Ese modo de entender la teoría es menos frecuente en el ámbito de la arquitectura, debido a la poca tendencia de los profesionales a reflexionar acerca del proyecto; una actitud que parece razonable, ya que la propia noción de profesional presupone la existencia de una serie de principios y criterios que dan sentido y estabilidad a la práctica.

En este punto, aparece otra acepción del término teoría: aquel que la entiende como un sistema de principios y criterios capaces de estabilizar una actividad práctica. Hay que observar, no obstante, que esta acepción de teoría es de naturaleza distinta de las anteriores, ya que se trataría del resultado sistemático de la conciencia adquirida por cualquiera de las dos vías a las que me acabo de referir: la autónoma y la explicativa.

En realidad, esta acepción de la teoría deriva de la extrapolación histórica de la idea de tradición: en efecto, el cúmulo de principios que al asumirse convencionalmente constituyen la tradición puede llegar a entenderse como la “teoría” de ese período histórico. Durante el clasicismo, los manualistas sistematizaban y registraban los principios y criterios de proyecto vigentes en la época, lo que constituyó una especie de teoría a la que los arquitectos solían recurrir para partir de lo mejor de la arquitectura conocida.

El escenario que describo es lo más alejado de la situación actual, caracterizada por una desorientación que dura ya cinco décadas, debida a la ausencia de las mínimas convenciones que permitan referirse a la profesión, si no es abusando del término.

A ese respecto, quiero señalar que la arquitectura es una de las pocas actividades del ser humano -las artes, en general, son las otras- que durante los últimos cincuenta años no ha generado un conocimiento acumulativo.

Tal situación -tanto más patológica, cuanto menos consciente- explica en gran parte la decadencia continuada y progresiva de la arquitectura del último medio siglo y convierte la práctica profesional en lo más parecido a una farsa: cuanto mas confusión entre principios y criterios, mas se insiste en una entelequia de existencia meramente virtual, a la que se ha dado el arrogante nombre de "disciplina". Tal situación convierte al profesional en un tipo inseguro pero "genial", abocado a la impostura, condenado a positivar el desconcierto.

Como he dicho, tanto por mi biografía como por mis intereses pertenezco a quienes se inscriben en la segunda acepción del término teoría: he dedicado mi vida -por partes iguales- a la práctica de la arquitectura, a la reflexión intelectual y a la enseñanza del proyecto, de modo que en mi caso la teoría ha sido un complemento necesario de la práctica del proyecto.
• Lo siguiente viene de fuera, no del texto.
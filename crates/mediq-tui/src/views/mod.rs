//! View modules: one per screen, plus shared form plumbing.
//!
//! Each view owns its form state and exposes `handle_key` returning a
//! [`ViewUpdate`]; the reducer applies the transition and forwards effects to
//! the runtime.

pub mod dashboard;
pub mod login;
pub mod otp;
pub mod password;
pub mod signup;

use ratatui::Frame;
use ratatui::layout::Rect;
use ratatui::style::{Color, Style};
use ratatui::text::{Line, Span};
use ratatui::widgets::{Block, Borders, Paragraph};

use crate::effects::UiEffect;
use crate::state::{Alert, View};

/// Outcome of a key press on a view.
pub struct ViewUpdate {
    pub transition: Transition,
    pub effects: Vec<UiEffect>,
    pub alert: Option<Alert>,
}

pub enum Transition {
    Stay,
    To(View),
}

impl ViewUpdate {
    pub fn stay() -> Self {
        Self {
            transition: Transition::Stay,
            effects: vec![],
            alert: None,
        }
    }

    pub fn to(view: View) -> Self {
        Self {
            transition: Transition::To(view),
            effects: vec![],
            alert: None,
        }
    }

    pub fn with_effects(mut self, effects: Vec<UiEffect>) -> Self {
        self.effects = effects;
        self
    }

    pub fn with_alert(mut self, alert: Alert) -> Self {
        self.alert = Some(alert);
        self
    }
}

/// A single-line text input with an error slot.
#[derive(Debug, Clone)]
pub struct Field {
    pub label: &'static str,
    pub value: String,
    pub error: Option<String>,
    pub mask: bool,
}

impl Field {
    pub fn new(label: &'static str) -> Self {
        Self {
            label,
            value: String::new(),
            error: None,
            mask: false,
        }
    }

    pub fn masked(label: &'static str) -> Self {
        Self {
            label,
            value: String::new(),
            error: None,
            mask: true,
        }
    }

    pub fn with_value(label: &'static str, value: impl Into<String>) -> Self {
        Self {
            label,
            value: value.into(),
            error: None,
            mask: false,
        }
    }

    pub fn push(&mut self, c: char) {
        self.value.push(c);
        self.error = None;
    }

    pub fn pop(&mut self) {
        self.value.pop();
        self.error = None;
    }

    pub fn insert_str(&mut self, text: &str) {
        // Pasted text may carry a trailing newline; a single-line field
        // cannot hold one.
        self.value.extend(text.chars().filter(|c| !c.is_control()));
        self.error = None;
    }

    fn display_value(&self) -> String {
        if self.mask {
            "\u{2022}".repeat(self.value.chars().count())
        } else {
            self.value.clone()
        }
    }
}

/// Appends the label, input line, and any error for one field.
pub(crate) fn push_field_lines(lines: &mut Vec<Line<'static>>, field: &Field, focused: bool) {
    let label_style = if focused {
        Style::default().fg(Color::Cyan)
    } else {
        Style::default().fg(Color::DarkGray)
    };
    lines.push(Line::from(Span::styled(field.label.to_string(), label_style)));

    let text_style = if focused {
        Style::default().fg(Color::White)
    } else {
        Style::default().fg(Color::Gray)
    };
    let mut spans = vec![
        Span::styled("> ", Style::default().fg(Color::DarkGray)),
        Span::styled(field.display_value(), text_style),
    ];
    if focused {
        spans.push(Span::styled("\u{2588}", Style::default().fg(Color::Cyan)));
    }
    lines.push(Line::from(spans));

    if let Some(error) = &field.error {
        lines.push(Line::from(Span::styled(
            error.clone(),
            Style::default().fg(Color::Red),
        )));
    }
    lines.push(Line::default());
}

/// Appends the dim key-hint footer line.
pub(crate) fn push_hint_line(lines: &mut Vec<Line<'static>>, hints: &[(&str, &str)]) {
    let mut spans = Vec::new();
    for (i, (key, action)) in hints.iter().enumerate() {
        if i > 0 {
            spans.push(Span::styled("  ", Style::default()));
        }
        spans.push(Span::styled(
            (*key).to_string(),
            Style::default().fg(Color::Cyan),
        ));
        spans.push(Span::styled(
            format!(" {action}"),
            Style::default().fg(Color::DarkGray),
        ));
    }
    lines.push(Line::from(spans));
}

/// Renders a bordered, centered card with the given title and body lines.
pub(crate) fn render_card(frame: &mut Frame, area: Rect, title: &str, lines: Vec<Line<'static>>) {
    let width = 56.min(area.width);
    let height = (u16::try_from(lines.len()).unwrap_or(u16::MAX) + 2).min(area.height);
    let x = area.x + (area.width.saturating_sub(width)) / 2;
    let y = area.y + (area.height.saturating_sub(height)) / 2;
    let card = Rect::new(x, y, width, height);

    let block = Block::default()
        .borders(Borders::ALL)
        .title(format!(" {title} "))
        .border_style(Style::default().fg(Color::DarkGray));
    let paragraph = Paragraph::new(lines).block(block);
    frame.render_widget(paragraph, card);
}

/// Copies validation errors into the matching fields, returning true when the
/// form is clean.
pub(crate) fn apply_errors(
    errors: &mediq_core::validate::FormErrors,
    fields: &mut [(&'static str, &mut Field)],
) -> bool {
    for (key, field) in fields.iter_mut() {
        field.error = errors.get(key).cloned();
    }
    errors.is_empty()
}
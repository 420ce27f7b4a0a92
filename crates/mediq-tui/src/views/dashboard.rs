//! Post-login landing screen.
//!
//! A thin shell: greets the stored user and fetches the account record to
//! exercise the authenticated path. A 401 here lands back on login via the
//! client's session-expiry handling.

use crossterm::event::{KeyCode, KeyEvent};
use mediq_core::session::UserInfo;
use ratatui::Frame;
use ratatui::layout::Rect;
use ratatui::style::{Color, Style};
use ratatui::text::{Line, Span};

use super::login::LoginView;
use super::{ViewUpdate, push_hint_line};
use crate::effects::UiEffect;
use crate::state::{Alert, View};

#[derive(Debug)]
pub struct DashboardView {
    /// Account record fetched from the backend, once loaded.
    pub account: Option<UserInfo>,
    pub loading: bool,
}

impl DashboardView {
    pub fn new() -> Self {
        Self {
            account: None,
            loading: false,
        }
    }

    pub fn handle_key(&mut self, key: KeyEvent) -> ViewUpdate {
        match key.code {
            KeyCode::Char('q') => ViewUpdate::stay().with_effects(vec![UiEffect::Quit]),
            KeyCode::Char('l') => ViewUpdate::to(View::Login(LoginView::new()))
                .with_effects(vec![UiEffect::Logout])
                .with_alert(Alert::success("Signed out")),
            KeyCode::Char('r') if !self.loading => {
                self.loading = true;
                ViewUpdate::stay().with_effects(vec![UiEffect::LoadAccount])
            }
            _ => ViewUpdate::stay(),
        }
    }
}

impl Default for DashboardView {
    fn default() -> Self {
        Self::new()
    }
}

pub fn render(view: &DashboardView, user: Option<&UserInfo>, frame: &mut Frame, area: Rect) {
    let mut lines = vec![Line::default()];

    let greeting = match user {
        Some(user) => format!("Welcome back, {}", user.email),
        None => "Welcome back".to_string(),
    };
    lines.push(Line::from(Span::styled(
        greeting,
        Style::default().fg(Color::Green),
    )));
    lines.push(Line::default());

    if view.loading {
        lines.push(Line::from(Span::styled(
            "Loading account...",
            Style::default().fg(Color::Yellow),
        )));
    } else if let Some(account) = &view.account {
        lines.push(Line::from(vec![
            Span::styled("Account  ", Style::default().fg(Color::DarkGray)),
            Span::styled(account.email.clone(), Style::default().fg(Color::White)),
        ]));
        lines.push(Line::from(vec![
            Span::styled("Role     ", Style::default().fg(Color::DarkGray)),
            Span::styled(account.role.clone(), Style::default().fg(Color::White)),
        ]));
        lines.push(Line::from(vec![
            Span::styled("User id  ", Style::default().fg(Color::DarkGray)),
            Span::styled(account.id.to_string(), Style::default().fg(Color::White)),
        ]));
    } else {
        lines.push(Line::from(Span::styled(
            "Account details not loaded.",
            Style::default().fg(Color::Gray),
        )));
    }
    lines.push(Line::default());

    push_hint_line(
        &mut lines,
        &[("r", "refresh"), ("l", "log out"), ("q", "quit")],
    );

    super::render_card(frame, area, "Dashboard", lines);
}
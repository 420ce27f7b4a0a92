use assert_cmd::cargo::cargo_bin_cmd;
use predicates::prelude::*;

#[test]
fn test_help_shows_all_commands() {
    cargo_bin_cmd!("mediq")
        .arg("--help")
        .assert()
        .success()
        .stdout(predicate::str::contains("whoami"))
        .stdout(predicate::str::contains("logout"))
        .stdout(predicate::str::contains("config"))
        .stdout(predicate::str::contains("--api-url"));
}

#[test]
fn test_config_help_shows_subcommands() {
    cargo_bin_cmd!("mediq")
        .args(["config", "--help"])
        .assert()
        .success()
        .stdout(predicate::str::contains("path"))
        .stdout(predicate::str::contains("init"));
}

#[test]
fn test_version_flag() {
    cargo_bin_cmd!("mediq")
        .arg("--version")
        .assert()
        .success()
        .stdout(predicate::str::contains("0.1"));
}
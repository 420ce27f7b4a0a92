//! Full-screen TUI for the mediq client.

pub mod effects;
pub mod events;
pub mod render;
pub mod runtime;
pub mod state;
pub mod terminal;
pub mod update;
pub mod views;

use std::io::{IsTerminal, stderr};

use anyhow::Result;
use mediq_core::api::ApiClient;
use mediq_core::session::SessionStore;
pub use runtime::TuiRuntime;

/// Runs the interactive auth flow.
pub async fn run(base_url: &str, store: SessionStore) -> Result<()> {
    if !stderr().is_terminal() {
        anyhow::bail!(
            "The interactive interface requires a terminal.\n\
             Use `mediq whoami` or `mediq logout` for non-interactive use."
        );
    }

    let client = ApiClient::new(base_url, store.clone());
    let mut runtime = TuiRuntime::new(client, store)?;
    runtime.run()
}
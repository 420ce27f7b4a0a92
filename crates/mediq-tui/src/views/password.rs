//! Forgot-password and create-new-password screens.
//!
//! The backend has no reset endpoints, so this flow runs entirely
//! client-side: the code screen and the new password are simulated to keep
//! the UX complete.

use crossterm::event::{KeyCode, KeyEvent, KeyModifiers};
use mediq_core::validate;
use ratatui::Frame;
use ratatui::layout::Rect;
use ratatui::style::{Color, Style};
use ratatui::text::{Line, Span};

use super::login::LoginView;
use super::otp::{OtpFlow, OtpView};
use super::{Field, ViewUpdate, apply_errors, push_field_lines, push_hint_line};
use crate::state::{Alert, View};

#[derive(Debug)]
pub struct ForgotPasswordView {
    pub email: Field,
}

impl ForgotPasswordView {
    pub fn new() -> Self {
        Self {
            email: Field::new("Email"),
        }
    }

    pub fn handle_key(&mut self, key: KeyEvent) -> ViewUpdate {
        let ctrl = key.modifiers.contains(KeyModifiers::CONTROL);

        match key.code {
            KeyCode::Esc => return ViewUpdate::to(View::Login(LoginView::new())),
            KeyCode::Enter => return self.submit(),
            KeyCode::Char(c) if !ctrl => self.email.push(c),
            KeyCode::Backspace => self.email.pop(),
            _ => {}
        }
        ViewUpdate::stay()
    }

    pub fn handle_paste(&mut self, text: &str) {
        self.email.insert_str(text);
    }

    fn submit(&mut self) -> ViewUpdate {
        let errors = validate::validate_forgot_password(&self.email.value);
        if !apply_errors(&errors, &mut [("email", &mut self.email)]) {
            return ViewUpdate::stay();
        }

        let email = self.email.value.clone();
        ViewUpdate::to(View::OtpVerify(OtpView::new(OtpFlow::Reset { email })))
            .with_alert(Alert::success("A verification code has been sent"))
    }
}

impl Default for ForgotPasswordView {
    fn default() -> Self {
        Self::new()
    }
}

#[derive(Debug)]
pub struct NewPasswordView {
    pub password: Field,
    pub confirm: Field,
    pub focus: usize,
}

impl NewPasswordView {
    pub fn new() -> Self {
        Self {
            password: Field::masked("New password"),
            confirm: Field::masked("Confirm new password"),
            focus: 0,
        }
    }

    fn fields_mut(&mut self) -> [&mut Field; 2] {
        [&mut self.password, &mut self.confirm]
    }

    pub fn handle_key(&mut self, key: KeyEvent) -> ViewUpdate {
        let ctrl = key.modifiers.contains(KeyModifiers::CONTROL);

        match key.code {
            KeyCode::Esc => return ViewUpdate::to(View::Login(LoginView::new())),
            KeyCode::Tab | KeyCode::Down | KeyCode::BackTab | KeyCode::Up => {
                self.focus = (self.focus + 1) % 2;
            }
            KeyCode::Enter => return self.submit(),
            KeyCode::Char(c) if !ctrl => {
                let focus = self.focus;
                self.fields_mut()[focus].push(c);
            }
            KeyCode::Backspace => {
                let focus = self.focus;
                self.fields_mut()[focus].pop();
            }
            _ => {}
        }
        ViewUpdate::stay()
    }

    pub fn handle_paste(&mut self, text: &str) {
        let focus = self.focus;
        self.fields_mut()[focus].insert_str(text);
    }

    fn submit(&mut self) -> ViewUpdate {
        let errors = validate::validate_new_password(&self.password.value, &self.confirm.value);
        let clean = apply_errors(
            &errors,
            &mut [
                ("password", &mut self.password),
                ("confirm", &mut self.confirm),
            ],
        );
        if !clean {
            return ViewUpdate::stay();
        }

        ViewUpdate::to(View::PasswordSuccess).with_alert(Alert::success("Password updated"))
    }
}

impl Default for NewPasswordView {
    fn default() -> Self {
        Self::new()
    }
}

pub fn render_forgot(view: &ForgotPasswordView, frame: &mut Frame, area: Rect) {
    let mut lines = vec![
        Line::default(),
        Line::from(Span::styled(
            "We'll send a verification code to your email.",
            Style::default().fg(Color::Gray),
        )),
        Line::default(),
    ];
    push_field_lines(&mut lines, &view.email, true);
    push_hint_line(&mut lines, &[("Enter", "send code"), ("Esc", "back")]);

    super::render_card(frame, area, "Forgot password", lines);
}

pub fn render_new_password(view: &NewPasswordView, frame: &mut Frame, area: Rect) {
    let mut lines = vec![Line::default()];
    push_field_lines(&mut lines, &view.password, view.focus == 0);
    push_field_lines(&mut lines, &view.confirm, view.focus == 1);
    push_hint_line(&mut lines, &[("Enter", "save"), ("Esc", "back")]);

    super::render_card(frame, area, "Create new password", lines);
}

pub fn render_success(frame: &mut Frame, area: Rect) {
    let lines = vec![
        Line::default(),
        Line::from(Span::styled(
            "Your password has been changed.",
            Style::default().fg(Color::Green),
        )),
        Line::default(),
        Line::from(vec![
            Span::styled("Enter", Style::default().fg(Color::Cyan)),
            Span::styled(" go to sign in", Style::default().fg(Color::DarkGray)),
        ]),
    ];
    super::render_card(frame, area, "Password updated", lines);
}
Esta singular circunstancia me ha propiciado un punto de vista peculiar, no se si mejor o peor que otros, pero -en cualquier caso- distinto del habitual: me ha permitido ver la arquitectura a la vez desde fuera y desde dentro; en otras palabras, me ha dado argumentos para superar el marasmo en que navega la práctica profesional desde hace medio siglo.

He publicado dos docenas de libros y alguna más de artículos en revistas especializadas: estoy convencido de que de poco me hubiera servido toda esa actividad teórica si no me hubiera cultivado mi mirada y -como consecuencia- aumentado mi competencia para proyectar.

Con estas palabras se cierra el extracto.